Exercise goal ▸ Search the records below for "attempts" and copy every line it turns up in.
──────── Extracted records
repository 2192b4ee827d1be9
pub(crate) mod slab;
//! Runtime subsystem modules.

pub(crate) mod context;
mod core;
pub(crate) mod waker;

pub use self::core::Runtime;
pub(crate) use waker::make_waker;
//! Errors reported at the call site of task operations.
//!
//! Failures raised *inside* a task body are not represented here: a panicking body
//! aborts the process (see [`Task`](crate::Task)).

use thiserror::Error;

/// Misuse of a [`Task`](crate::Task) handle.
#[derive(Debug, Clone, Copy, PartialEq, Eq, Error)]
pub enum TaskError {
    /// Waited on an empty handle.
    #[error("cannot wait on a task handle that is not bound to a computation")]
    InvalidAwait,

    /// The task already has a registered waiter.
    #[error("task is already awaited by another computation")]
    AlreadyAwaited,

    /// Read the result of an empty handle.
    #[error("task handle is not bound to a computation")]
    NotBound,

    /// Read the result before the computation completed.
    #[error("task has not produced a value yet")]
    UnsetValueRead,

    /// The result was already moved out by an earlier `get`.
    #[error("task value was already taken")]
    ValueTaken,
}
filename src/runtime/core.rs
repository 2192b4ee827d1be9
//! Runtime that owns the timer queue and drives suspended tasks to quiescence.

use crate::error::TaskError;
use crate::runtime::context::{Shared, enter_context};
use crate::task::Task;
use crate::time::{Clock, SystemClock};

use log::{debug, trace};
use std::future::Future;
use std::rc::Rc;

/// Single-threaded, timer-driven task runtime.
///
/// Tasks are started with [`Runtime::start`] and run eagerly until their first
/// suspension point. [`Runtime::run`] then resumes timer waits in wake-time order until
/// nothing is left pending.
///
/// Dropping the runtime discards any timer entries that never fired.
///
/// # Example
/// ```ignore
/// use cadence::{Runtime, sleep};
/// use std::time::Duration;
///
/// let mut rt = Runtime::new();
/// let mut task = rt.start(async {
///     sleep(Duration::from_millis(10)).await;
///     42
/// });
/// rt.run();
/// assert_eq!(task.get(), Ok(42));
/// ```
pub struct Runtime {
    shared: Rc<Shared>,
}

impl Runtime {
    /// Creates a runtime on the system clock.
    pub fn new() -> Self {
        Self::with_clock(Box::new(SystemClock::new()))
    }

    pub(crate) fn with_clock(clock: Box<dyn Clock>) -> Self {
        Self {
            shared: Rc::new(Shared::new(clock)),
        }
    }

    /// Starts `body` on this runtime and returns its handle.
    ///
    /// The body runs synchronously until it first suspends or completes, before this
    /// method returns.
    pub fn start<F>(&self, body: F) -> Task<F::Output>
    where
        F: Future + 'static,
        F::Output: 'static,
    {
        enter_context(self.shared.clone(), || Task::start_in(&self.shared, body))
    }

    /// Resumes pending timer waits until the timer queue is empty.
    ///
    /// When the earliest entry is not due yet the thread idles on the clock until it is.
    /// A resumed task may complete dependent tasks inline and queue new timers before
    /// control comes back here.
    pub fn run(&mut self) {
        let shared = self.shared.clone();

        enter_context(shared.clone(), || {
            loop {
                let now = shared.clock.now();
                let due = shared.timers.borrow_mut().extract_if_due(now);

                if let Some(waker) = due {
                    trace!("timer due at {:?}", now);
                    waker.wake();
                    continue;
                }

                let next = shared.timers.borrow().peek_earliest().map(|(at, _)| at);
                match next {
                    Some(wake_time) => {
                        debug!("idle until {:?}", wake_time);
                        shared.clock.sleep_until(wake_time);
                    }
                    None => break,
                }
            }
        });

        debug!(
            "timer queue drained, {} frame(s) still alive",
            self.shared.frames.borrow().len()
        );
    }

    /// Starts `body`, drives the runtime to quiescence and returns the body's value.
    ///
    /// Fails with [`TaskError::UnsetValueRead`] if the body is still suspended when the
    /// timer queue runs dry, e.g. waiting on a task that was destroyed.
    pub fn block_on<F>(&mut self, body: F) -> Result<F::Output, TaskError>
    where
        F: Future + 'static,
        F::Output: 'static,
    {
        let mut task = self.start(body);
        self.run();
        task.get()
    }

    /// Number of timer entries waiting to fire.
    pub fn pending_timers(&self) -> usize {
        self.shared.timers.borrow().len()
    }

    /// Current time on this runtime's clock.
    pub fn now(&self) -> std::time::Duration {
        self.shared.clock.now()
    }
}

impl Default for Runtime {
    fn default() -> Self {
        Self::new()
    }
}
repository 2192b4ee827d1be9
//! Time sources for the driver loop.
//!
//! Times handed around the runtime are [`Duration`] offsets from the clock's origin,
//! so a wake time is simply `clock.now() + delay`.
//!
//! - [`SystemClock`] follows the monotonic system clock and blocks the thread while idle.
//! - [`VirtualClock`] jumps straight to the next wake time, which makes schedules
//!   deterministic and instant to run.
//!
//! # Example
//!
//! ```ignore
//! use cadence::{RuntimeBuilder, sleep, time::VirtualClock};
//! use std::time::Duration;
//!
//! let clock = VirtualClock::new();
//! let mut rt = RuntimeBuilder::new().clock(clock.clone()).build();
//! rt.block_on(async { sleep(Duration::from_secs(60)).await }).unwrap();
//! assert_eq!(clock.now(), Duration::from_secs(60));
//! ```

mod clock;

pub use clock::{Clock, SystemClock, VirtualClock};
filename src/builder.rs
//! Fluent builder for Runtime construction.

use crate::runtime::Runtime;
use crate::time::{Clock, SystemClock};

/// Builder for [`Runtime`] instances.
///
/// # Example
/// ```ignore
/// use cadence::{RuntimeBuilder, time::VirtualClock};
///
/// let clock = VirtualClock::new();
/// let rt = RuntimeBuilder::new().clock(clock.clone()).build();
/// ```
pub struct RuntimeBuilder {
    clock: Box<dyn Clock>,
}

impl Default for RuntimeBuilder {
    fn default() -> Self {
        Self::new()
    }
}

impl RuntimeBuilder {
    /// Creates a builder using the system clock.
    pub fn new() -> Self {
        Self {
            clock: Box::new(SystemClock::new()),
        }
    }

    /// Replaces the time source used for wake times and idling.
    pub fn clock(mut self, clock: impl Clock + 'static) -> Self {
        self.clock = Box::new(clock);
        self
    }

    /// Builds the runtime. Its timer queue starts empty.
    pub fn build(self) -> Runtime {
        Runtime::with_clock(self.clock)
    }
}
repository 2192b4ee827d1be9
//! Thread-local runtime context.
//!
//! The runtime's state is owned by a [`Runtime`](crate::Runtime) instance. While the
//! runtime starts a task or drives its timers, it installs that state here so that
//! suspension points ([`sleep`](crate::sleep), [`Task::wait`](crate::Task::wait)) and
//! nested [`Task::start`](crate::Task::start) calls can reach it without an explicit
//! handle. The previous context is restored on exit, so runtimes can nest.

use crate::task::{Resume, TaskState};
use crate::time::Clock;
use crate::timer::TimerQueue;
use crate::utils::slab::{Key, Slab};

use log::trace;
use std::cell::{Cell, RefCell};
use std::rc::{Rc, Weak};
use std::task::Waker;

/// State shared by a runtime and every frame started on it.
pub(crate) struct Shared {
    pub(crate) timers: RefCell<TimerQueue<Waker>>,
    pub(crate) frames: RefCell<Slab<Weak<dyn Resume>>>,
    pub(crate) clock: Box<dyn Clock>,

    /// How the frame currently being polled suspended, set by the suspension point
    /// right before it returns `Pending`.
    suspension: Cell<Option<TaskState>>,
}

impl Shared {
    pub(crate) fn new(clock: Box<dyn Clock>) -> Self {
        Self {
            timers: RefCell::new(TimerQueue::new()),
            frames: RefCell::new(Slab::new()),
            clock,
            suspension: Cell::new(None),
        }
    }

    pub(crate) fn note_suspension(&self, state: TaskState) {
        self.suspension.set(Some(state));
    }

    pub(crate) fn take_suspension(&self) -> Option<TaskState> {
        self.suspension.take()
    }

    /// Puts back a marker saved by [`take_suspension`](Self::take_suspension).
    pub(crate) fn restore_suspension(&self, marker: Option<TaskState>) {
        self.suspension.set(marker);
    }
}

thread_local! {
    /// Runtime state installed by [`enter_context`].
    static CURRENT: RefCell<Option<Rc<Shared>>> = const { RefCell::new(None) };
}

/// Runs `function` with `shared` installed as the current runtime context.
pub(crate) fn enter_context<F, R>(shared: Rc<Shared>, function: F) -> R
where
    F: FnOnce() -> R,
{
    let previous = CURRENT.with(|current| current.borrow_mut().replace(shared));

    let result = function();

    CURRENT.with(|current| *current.borrow_mut() = previous);

    result
}

/// Returns the current runtime state, if inside a runtime context.
pub(crate) fn current() -> Option<Rc<Shared>> {
    CURRENT.with(|current| current.borrow().clone())
}

/// Resumes the frame registered under `key` in the current context.
///
/// Does nothing if there is no context or the frame has been destroyed.
pub(crate) fn resume_frame(key: Key) {
    // Release every borrow before resuming: the frame may start tasks, insert timers
    // or complete and resume its own waiter.
    let frame = current()
        .and_then(|shared| shared.frames.borrow().get(key).cloned())
        .and_then(|weak| weak.upgrade());

    match frame {
        Some(frame) => frame.resume(),
        None => trace!("frame {} is gone, wake ignored", key),
    }
}
#![allow(dead_code)]

use cadence::time::VirtualClock;
use cadence::{Runtime, RuntimeBuilder};
use std::cell::RefCell;
use std::rc::Rc;
use std::time::Duration;

pub fn init_logging() {
    let _ = env_logger::builder().is_test(true).try_init();
}

pub fn secs(n: u64) -> Duration {
    Duration::from_secs(n)
}

/// Runtime on a virtual clock, plus a handle to that clock.
pub fn virtual_runtime() -> (Runtime, VirtualClock) {
    init_logging();

    let clock = VirtualClock::new();
    let rt = RuntimeBuilder::new().clock(clock.clone()).build();

    (rt, clock)
}

/// Shared, append-only record of side effects.
#[derive(Clone, Default)]
pub struct Log(Rc<RefCell<Vec<String>>>);

impl Log {
    pub fn push(&self, entry: impl Into<String>) {
        self.0.borrow_mut().push(entry.into());
    }

    pub fn entries(&self) -> Vec<String> {
        self.0.borrow().clone()
    }
}
use std::cell::Cell;
use std::rc::Rc;
use std::thread;
use std::time::{Duration, Instant};

/// Source of "now" for the driver loop, and the way it idles until a wake time.
pub trait Clock {
    /// Time elapsed since the clock's origin.
    fn now(&self) -> Duration;

    /// Blocks until `now() >= deadline`. Returns immediately if the deadline has passed.
    fn sleep_until(&self, deadline: Duration);
}

/// Monotonic wall clock backed by [`Instant`].
#[derive(Debug, Clone, Copy)]
pub struct SystemClock {
    origin: Instant,
}

impl SystemClock {
    /// Creates a clock whose origin is the current instant.
    pub fn new() -> Self {
        Self {
            origin: Instant::now(),
        }
    }
}

impl Default for SystemClock {
    fn default() -> Self {
        Self::new()
    }
}

impl Clock for SystemClock {
    fn now(&self) -> Duration {
        self.origin.elapsed()
    }

    fn sleep_until(&self, deadline: Duration) {
        let now = self.now();
        if deadline > now {
            thread::sleep(deadline - now);
        }
    }
}

/// Simulated clock that advances only when the driver sleeps.
///
/// Clones share the same time, so a test can keep one handle and hand another to
/// [`RuntimeBuilder::clock`](crate::RuntimeBuilder::clock).
#[derive(Debug, Clone, Default)]
pub struct VirtualClock {
    now: Rc<Cell<Duration>>,
}

impl VirtualClock {
    /// Creates a clock starting at zero.
    pub fn new() -> Self {
        Self::default()
    }

    /// Moves time forward by `by`.
    pub fn advance(&self, by: Duration) {
        self.now.set(self.now.get().saturating_add(by));
    }

    /// Simulated time elapsed since the clock was created.
    pub fn now(&self) -> Duration {
        self.now.get()
    }
}

impl Clock for VirtualClock {
    fn now(&self) -> Duration {
        self.now.get()
    }

    fn sleep_until(&self, deadline: Duration) {
        if deadline > self.now.get() {
            self.now.set(deadline);
        }
    }
}
// =============================================================================
// Prediction errors
// =============================================================================
//
// Only `Validation` ever reaches a caller as an error status. The other
// variants are diagnostic: `AllOraclesFailed` is converted into a fallback
// answer and `Persistence` is logged and dropped.
// =============================================================================

use std::fmt;

#[derive(Debug, Clone, PartialEq)]
pub enum PredictError {
    /// Input rejected before any oracle call (too short, non-finite, < 1.0).
    Validation(String),
    /// Every oracle call failed; the message is the last failure seen.
    AllOraclesFailed { attempts: usize, last_error: String },
    /// Audit write failed or overran its timeout.
    Persistence(String),
}

impl std::error::Error for PredictError {}

impl fmt::Display for PredictError {
    fn fmt(&self, f: &mut fmt::Formatter<'_>) -> fmt::Result {
        match self {
            Self::Validation(msg) => write!(f, "Insufficient data: {msg}"),
            Self::AllOraclesFailed { attempts, last_error } => {
                write!(f, "All AI calls failed ({attempts} attempted): {last_error}")
            }
            Self::Persistence(msg) => write!(f, "Audit write failed: {msg}"),
        }
    }
}
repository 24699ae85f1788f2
// =============================================================================
// TTL Cache — bounded FIFO store with lazy and periodic expiry
// =============================================================================
//
// Concurrency model:
//   - One `parking_lot::Mutex` guards the entry map and the insertion-order
//     index together, so evict-on-full and expire-on-read can never race.
//   - Hit/miss counters are atomics and never take the lock.
//   - The background sweep walks the insertion order from a cursor and
//     releases the lock after every `SWEEP_BATCH` entries examined, so
//     request traffic interleaves with it.
//
// Eviction is strictly by insertion order. Reads never refresh position and
// overwriting an existing key keeps its original slot.
// =============================================================================

use std::collections::{BTreeMap, HashMap};
use std::sync::atomic::{AtomicU64, Ordering};
use std::sync::Arc;
use std::time::{Duration, Instant};

use parking_lot::Mutex;
use serde::Serialize;
use tokio::task::JoinHandle;
use tracing::debug;

use super::{Clock, SystemClock};

/// Most entries examined per lock acquisition during a sweep.
const SWEEP_BATCH: usize = 64;

/// Smallest TTL accepted; shorter values are raised to this.
const MIN_TTL: Duration = Duration::from_millis(1);

#[derive(Debug, Clone, Serialize, PartialEq)]
pub struct CacheStats {
    pub size: usize,
    pub capacity: usize,
    pub hits: u64,
    pub misses: u64,
    /// hits / (hits + misses), 0 when nothing was looked up yet.
    pub hit_rate: f64,
}

struct Entry<V> {
    value: V,
    expires_at: Instant,
    seq: u64,
}

struct Inner<V> {
    entries: HashMap<String, Entry<V>>,
    /// Insertion sequence → key. First entry is the eviction candidate.
    order: BTreeMap<u64, String>,
    next_seq: u64,
}

impl<V> Inner<V> {
    fn remove(&mut self, key: &str) -> Option<Entry<V>> {
        let entry = self.entries.remove(key)?;
        self.order.remove(&entry.seq);
        Some(entry)
    }
}

pub struct TtlCache<V> {
    inner: Mutex<Inner<V>>,
    capacity: usize,
    clock: Arc<dyn Clock>,
    hits: AtomicU64,
    misses: AtomicU64,
}

impl<V: Clone> TtlCache<V> {
    /// Cache on the system clock.
    pub fn new(capacity: usize) -> Self {
        Self::with_clock(capacity, Arc::new(SystemClock))
    }

    /// A capacity of zero is treated as one.
    pub fn with_clock(capacity: usize, clock: Arc<dyn Clock>) -> Self {
        Self {
            inner: Mutex::new(Inner {
                entries: HashMap::new(),
                order: BTreeMap::new(),
                next_seq: 0,
            }),
            capacity: capacity.max(1),
            clock,
            hits: AtomicU64::new(0),
            misses: AtomicU64::new(0),
        }
    }

    /// Look up `key`. An expired entry is deleted on the spot and reported as
    /// a miss.
    pub fn get(&self, key: &str) -> Option<V> {
        let now = self.clock.now();
        let mut inner = self.inner.lock();

        let expired = inner.entries.get(key).map(|e| now >= e.expires_at);
        let value = match expired {
            None => None,
            Some(true) => {
                inner.remove(key);
                debug!(key, "cache entry expired on read");
                None
            }
            Some(false) => inner.entries.get(key).map(|e| e.value.clone()),
        };
        drop(inner);

        let counter = if value.is_some() { &self.hits } else { &self.misses };
        counter.fetch_add(1, Ordering::Relaxed);
        value
    }

    /// Insert or overwrite `key`. Inserting a new key into a full cache evicts
    /// the earliest-inserted entry first.
    pub fn set(&self, key: impl Into<String>, value: V, ttl: Duration) {
        let key = key.into();
        let expires_at = self.clock.now() + ttl.max(MIN_TTL);
        let mut inner = self.inner.lock();

        if let Some(entry) = inner.entries.get_mut(&key) {
            entry.value = value;
            entry.expires_at = expires_at;
            return;
        }

        if inner.entries.len() >= self.capacity {
            if let Some((_, oldest)) = inner.order.pop_first() {
                inner.entries.remove(&oldest);
                debug!(evicted = %oldest, "cache full, evicted oldest entry");
            }
        }

        let seq = inner.next_seq;
        inner.next_seq += 1;
        inner.order.insert(seq, key.clone());
        inner.entries.insert(
            key,
            Entry {
                value,
                expires_at,
                seq,
            },
        );
    }

    pub fn remove(&self, key: &str) -> bool {
        self.inner.lock().remove(key).is_some()
    }

    pub fn clear(&self) {
        let mut inner = self.inner.lock();
        inner.entries.clear();
        inner.order.clear();
    }

    /// Stored entries, including ones that expired but were not yet swept.
    pub fn len(&self) -> usize {
        self.inner.lock().entries.len()
    }

    pub fn stats(&self) -> CacheStats {
        let hits = self.hits.load(Ordering::Relaxed);
        let misses = self.misses.load(Ordering::Relaxed);
        let lookups = hits + misses;
        CacheStats {
            size: self.len(),
            capacity: self.capacity,
            hits,
            misses,
            hit_rate: if lookups == 0 {
                0.0
            } else {
                hits as f64 / lookups as f64
            },
        }
    }

    /// Remove every expired entry. Returns how many were removed.
    pub fn sweep_expired(&self) -> usize {
        let mut removed = 0;
        let mut cursor = Some(0);
        while let Some(from) = cursor {
            let (batch_removed, next) = self.sweep_batch(from);
            removed += batch_removed;
            cursor = next;
        }
        removed
    }

    /// Examine up to `SWEEP_BATCH` entries in insertion order starting at
    /// sequence `from`, under one lock hold. Returns the number removed and
    /// where to resume, or `None` once the end of the order was reached.
    fn sweep_batch(&self, from: u64) -> (usize, Option<u64>) {
        let now = self.clock.now();
        let mut inner = self.inner.lock();

        let mut examined = 0;
        let mut next = from;
        let mut expired = Vec::new();
        for (&seq, key) in inner.order.range(from..).take(SWEEP_BATCH) {
            examined += 1;
            next = seq + 1;
            if inner.entries.get(key).is_some_and(|e| now >= e.expires_at) {
                expired.push(key.clone());
            }
        }
        for key in &expired {
            inner.remove(key);
        }

        let resume = (examined == SWEEP_BATCH).then_some(next);
        (expired.len(), resume)
    }
}

/// Run [`TtlCache::sweep_expired`] every `interval` until the task is aborted.
pub fn spawn_sweeper<V>(cache: Arc<TtlCache<V>>, interval: Duration) -> JoinHandle<()>
where
    V: Clone + Send + 'static,
{
    tokio::spawn(async move {
        let mut ticker = tokio::time::interval(interval);
        // The first tick completes immediately.
        ticker.tick().await;
        loop {
            ticker.tick().await;
            let removed = cache.sweep_expired();
            debug!(removed, remaining = cache.len(), "cache sweep complete");
        }
    })
}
────────────────
Response area ▸
    AllOraclesFailed { attempts: usize, last_error: String },
            Self::AllOraclesFailed { attempts, last_error } => {
                write!(f, "All AI calls failed ({attempts} attempted): {last_error}")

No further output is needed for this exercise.